On Pathologies in KL-Regularized Reinforcement Learning from Expert Demonstrations
This addresses stability and efficiency issues in reinforcement learning for robotics, though it is incremental as it builds on existing KL-regularized methods.
The paper identifies pathological training dynamics in KL-regularized reinforcement learning with expert demonstrations, leading to slow and suboptimal learning, and proposes a remedy using non-parametric policies that outperforms state-of-the-art methods on locomotion and manipulation tasks.
KL-regularized reinforcement learning from expert demonstrations has proved successful in improving the sample efficiency of deep reinforcement learning algorithms, allowing them to be applied to challenging physical real-world tasks. However, we show that KL-regularized reinforcement learning with behavioral reference policies derived from expert demonstrations can suffer from pathological training dynamics that can lead to slow, unstable, and suboptimal online learning.
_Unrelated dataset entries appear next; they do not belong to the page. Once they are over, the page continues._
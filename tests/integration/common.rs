//! Shared schema, models and seed data.

use lucid::connection::sqlite::SqliteConnection;
use lucid::{record, Builder, ModelDef, Query, Registry};
use std::sync::Arc;

const SCHEMA: &str = "
    CREATE TABLE users (
        id INTEGER PRIMARY KEY,
        name TEXT NOT NULL,
        email TEXT
    );
    CREATE TABLE posts (
        id INTEGER PRIMARY KEY,
        user_id INTEGER,
        title TEXT NOT NULL,
        published INTEGER NOT NULL DEFAULT 0,
        meta TEXT,
        created_at TEXT,
        updated_at TEXT
    );
    CREATE TABLE comments (
        id INTEGER PRIMARY KEY,
        post_id INTEGER NOT NULL,
        body TEXT NOT NULL
    );
    CREATE TABLE videos (
        id INTEGER PRIMARY KEY,
        title TEXT NOT NULL
    );
    CREATE TABLE tags (
        id INTEGER PRIMARY KEY,
        name TEXT NOT NULL
    );
    CREATE TABLE taggables (
        tag_id INTEGER NOT NULL,
        taggable_id INTEGER NOT NULL,
        taggable_type TEXT NOT NULL
    );
    CREATE TABLE images (
        id INTEGER PRIMARY KEY,
        imageable_id INTEGER NOT NULL,
        imageable_type TEXT NOT NULL,
        url TEXT NOT NULL
    );
    CREATE TABLE products (
        id INTEGER PRIMARY KEY,
        color TEXT,
        price REAL
    );
";

pub struct TestDatabase {
    pub conn: SqliteConnection,
    pub registry: Arc<Registry>,
}

impl TestDatabase {
    /// Schema plus seed rows:
    ///
    /// - users 1 (ada) and 2 (grace)
    /// - posts 1 and 2 by ada, post 3 by grace
    /// - comments 1 and 2 on post 1, comment 3 on post 2
    /// - video 1, sharing its id with post 1
    pub fn new() -> Self {
        let conn = SqliteConnection::open_in_memory().unwrap();
        conn.execute_batch(SCHEMA).unwrap();
        let db = Self {
            conn,
            registry: registry(),
        };
        db.seed();
        db.conn.enable_query_log();
        db
    }

    fn seed(&self) {
        let users = Query::table("users");
        users
            .bulk_insert(
                &self.conn,
                vec![
                    record! { "id" => 1, "name" => "ada", "email" => "ada@example.com" },
                    record! { "id" => 2, "name" => "grace", "email" => "grace@example.com" },
                ],
            )
            .unwrap();
        Query::table("posts")
            .bulk_insert(
                &self.conn,
                vec![
                    record! { "id" => 1, "user_id" => 1, "title" => "first", "published" => 1,
                              "created_at" => "2024-12-05 10:00:00" },
                    record! { "id" => 2, "user_id" => 1, "title" => "second", "published" => 0,
                              "created_at" => "2024-11-20 08:30:00" },
                    record! { "id" => 3, "user_id" => 2, "title" => "third", "published" => 1,
                              "created_at" => "2024-12-24 18:00:00" },
                ],
            )
            .unwrap();
        Query::table("comments")
            .bulk_insert(
                &self.conn,
                vec![
                    record! { "id" => 1, "post_id" => 1, "body" => "nice" },
                    record! { "id" => 2, "post_id" => 1, "body" => "agreed" },
                    record! { "id" => 3, "post_id" => 2, "body" => "hmm" },
                ],
            )
            .unwrap();
        Query::table("videos")
            .insert(&self.conn, record! { "id" => 1, "title" => "intro" })
            .unwrap();
        Query::table("tags")
            .bulk_insert(
                &self.conn,
                vec![
                    record! { "id" => 1, "name" => "rust" },
                    record! { "id" => 2, "name" => "sql" },
                    record! { "id" => 3, "name" => "orm" },
                ],
            )
            .unwrap();
        Query::table("images")
            .bulk_insert(
                &self.conn,
                vec![
                    record! { "id" => 1, "imageable_id" => 1, "imageable_type" => "posts",
                              "url" => "/post.png" },
                    record! { "id" => 2, "imageable_id" => 1, "imageable_type" => "videos",
                              "url" => "/video.png" },
                ],
            )
            .unwrap();
    }

    pub fn builder(&self, model: &str) -> Builder {
        Builder::new(&self.registry, model).unwrap()
    }

    /// Statements run since the last call
    pub fn take_queries(&self) -> Vec<String> {
        let statements = self
            .conn
            .query_log()
            .into_iter()
            .map(|(sql, _)| sql)
            .collect();
        self.conn.clear_query_log();
        statements
    }
}

fn registry() -> Arc<Registry> {
    Registry::new()
        .register(
            ModelDef::new("User", "users")
                .hidden(["email"])
                .has_many("posts", "Post", "user_id")
                .has_many_through("comments", "Comment", "Post", "user_id", "post_id"),
        )
        .unwrap()
        .register(
            ModelDef::new("Post", "posts")
                .timestamps()
                .cast("published", "boolean")
                .cast("meta", "json")
                .belongs_to("author", "User", "user_id")
                .has_many("comments", "Comment", "post_id")
                .morph_to_many("tags", "Tag", "taggables", "taggable", "tag_id")
                .morph_many("images", "Image", "imageable"),
        )
        .unwrap()
        .register(
            ModelDef::new("Video", "videos")
                .morph_to_many("tags", "Tag", "taggables", "taggable", "tag_id")
                .morph_many("images", "Image", "imageable"),
        )
        .unwrap()
        .register(
            ModelDef::new("Tag", "tags")
                .morphed_by_many("posts", "Post", "taggables", "taggable", "tag_id")
                .morphed_by_many("videos", "Video", "taggables", "taggable", "tag_id"),
        )
        .unwrap()
        .register(ModelDef::new("Comment", "comments").belongs_to("post", "Post", "post_id"))
        .unwrap()
        .register(ModelDef::new("Image", "images").morph_to("imageable"))
        .unwrap()
        .register(ModelDef::new("Product", "products").cast("price", "float"))
        .unwrap()
        .into_shared()
}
We show empirically that the pathology occurs for commonly chosen behavioral policy classes and demonstrate its impact on sample efficiency and online policy performance. Finally, we show that the pathology can be remedied by non-parametric behavioral reference policies and that this allows KL-regularized reinforcement learning to significantly outperform state-of-the-art approaches on a variety of challenging locomotion and dexterous hand manipulation tasks.